Mélenchon, un soir de février
09 Février 2012 Par olivier perriraz (source)
Tranche de vie… Il en fallait de la volonté pour affronter le vent et le froid intense au soir de ce mardi 7 février. Pourtant, quelque chose me poussait, comme les 10 000 personnes qui se sont déplacées à Villeurbanne, au meeting du Front de Gauche avec Danielle Obono, Pierre Laurent et Jean-Luc Mélenchon. Passé l’épreuve du froid, pas si terrible il faut bien le dire, pour qui a la chance de posséder un toit chauffé, une assiette de soupe de légumes bio et le confort assuré d’un salaire me permettant de ne souffrir de pas grand-chose.

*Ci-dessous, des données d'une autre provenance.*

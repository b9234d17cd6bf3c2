use packout_utils::{concat_string, extract_hash_pattern::extract_hash_pattern};

/// A filename pattern such as `asset/[name].js` or
/// `assets/[name]-[hash:8][extname]`.
///
/// Supported placeholders:
/// - `[name]`: the product's base name.
/// - `[hash]` / `[hash:len]`: a content digest, optionally truncated.
/// - `[ext]`: the original extension without the leading dot.
/// - `[extname]`: the original extension with the leading dot, or nothing for
///   extensionless files.
#[derive(Debug, Clone)]
pub struct FilenameTemplate {
  template: String,
}

impl FilenameTemplate {
  pub fn new(template: String) -> Self {
    Self { template }
  }

  pub fn template(&self) -> &str {
    &self.template
  }

  /// Whether rendering this template needs a content digest at all.
  pub fn has_hash_pattern(&self) -> bool {
    extract_hash_pattern(&self.template).is_some()
  }
}

#[derive(Debug, Default)]
pub struct FileNameRenderOptions<'me> {
  pub name: Option<&'me str>,
  pub hash: Option<&'me str>,
  pub ext: Option<&'me str>,
}

impl FilenameTemplate {
  pub fn render(&self, options: &FileNameRenderOptions) -> String {
    let mut output = self.template.clone();
    if let Some(name) = options.name {
      output = output.replace("[name]", name);
    }
    if let Some(hash) = options.hash {
      while let Some(extracted) = extract_hash_pattern(&output) {
        let len = extracted.len.map_or(hash.len(), |len| len.min(hash.len()));
        output = output.replace(&extracted.pattern, &hash[..len]);
      }
    }
    if let Some(ext) = options.ext {
      let extname = if ext.is_empty() { String::new() } else { concat_string!(".", ext) };
      output = output.replace("[extname]", &extname);
      output = output.replace("[ext]", ext);
    }
    output
  }
}

#[test]
fn test_render_fixed_names() {
  let template = FilenameTemplate::new("asset/[name].js".to_string());
  assert!(!template.has_hash_pattern());
  let rendered =
    template.render(&FileNameRenderOptions { name: Some("main"), ..Default::default() });
  assert_eq!(rendered, "asset/main.js");
}

#[test]
fn test_render_hash_and_extension() {
  let template = FilenameTemplate::new("assets/[name]-[hash:8][extname]".to_string());
  assert!(template.has_hash_pattern());
  let rendered = template.render(&FileNameRenderOptions {
    name: Some("logo"),
    hash: Some("0123456789abcdefghijkl"),
    ext: Some("svg"),
  });
  assert_eq!(rendered, "assets/logo-01234567.svg");
}

#[test]
fn test_render_full_hash_when_no_len_is_given() {
  let template = FilenameTemplate::new("[name]-[hash].js".to_string());
  let rendered = template.render(&FileNameRenderOptions {
    name: Some("vendor"),
    hash: Some("abcd1234"),
    ext: None,
  });
  assert_eq!(rendered, "vendor-abcd1234.js");
}

#[test]
fn test_render_extensionless_asset() {
  let template = FilenameTemplate::new("[name][extname]".to_string());
  let rendered =
    template.render(&FileNameRenderOptions { name: Some("LICENSE"), hash: None, ext: Some("") });
  assert_eq!(rendered, "LICENSE");
}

Je me dirigeais vers ce meeting le souvenir chargé d’un certain à priori, datant d’une autre époque. Comment ne pas penser à ces dimanches, ou à ces 1er mai des années 70, quand les parents nous menaient en famille aux meetings du PCF. Comment oublier ces ambiances ? Ces réunions désuètes et souvent poussiéreuses où l’argument politique n’était fait que de références nostalgiques du passé et affirmées de façon péremptoires. Ce genre d’ambiance qu’aujourd’hui je retrouve encore trop souvent dans certains rassemblements de la CGT. Arguments et postures d’initiés compréhensibles que par d’autres initiés avec un langage et une syntaxe codés. Malheur à l’ignorant qui n’a pas eu le courage de lire Marx ou Lénine. Honte à toi petit fils de résistants si tu ne suis pas les pas fléchés de tes ancêtres. Comment le pourrais-je ?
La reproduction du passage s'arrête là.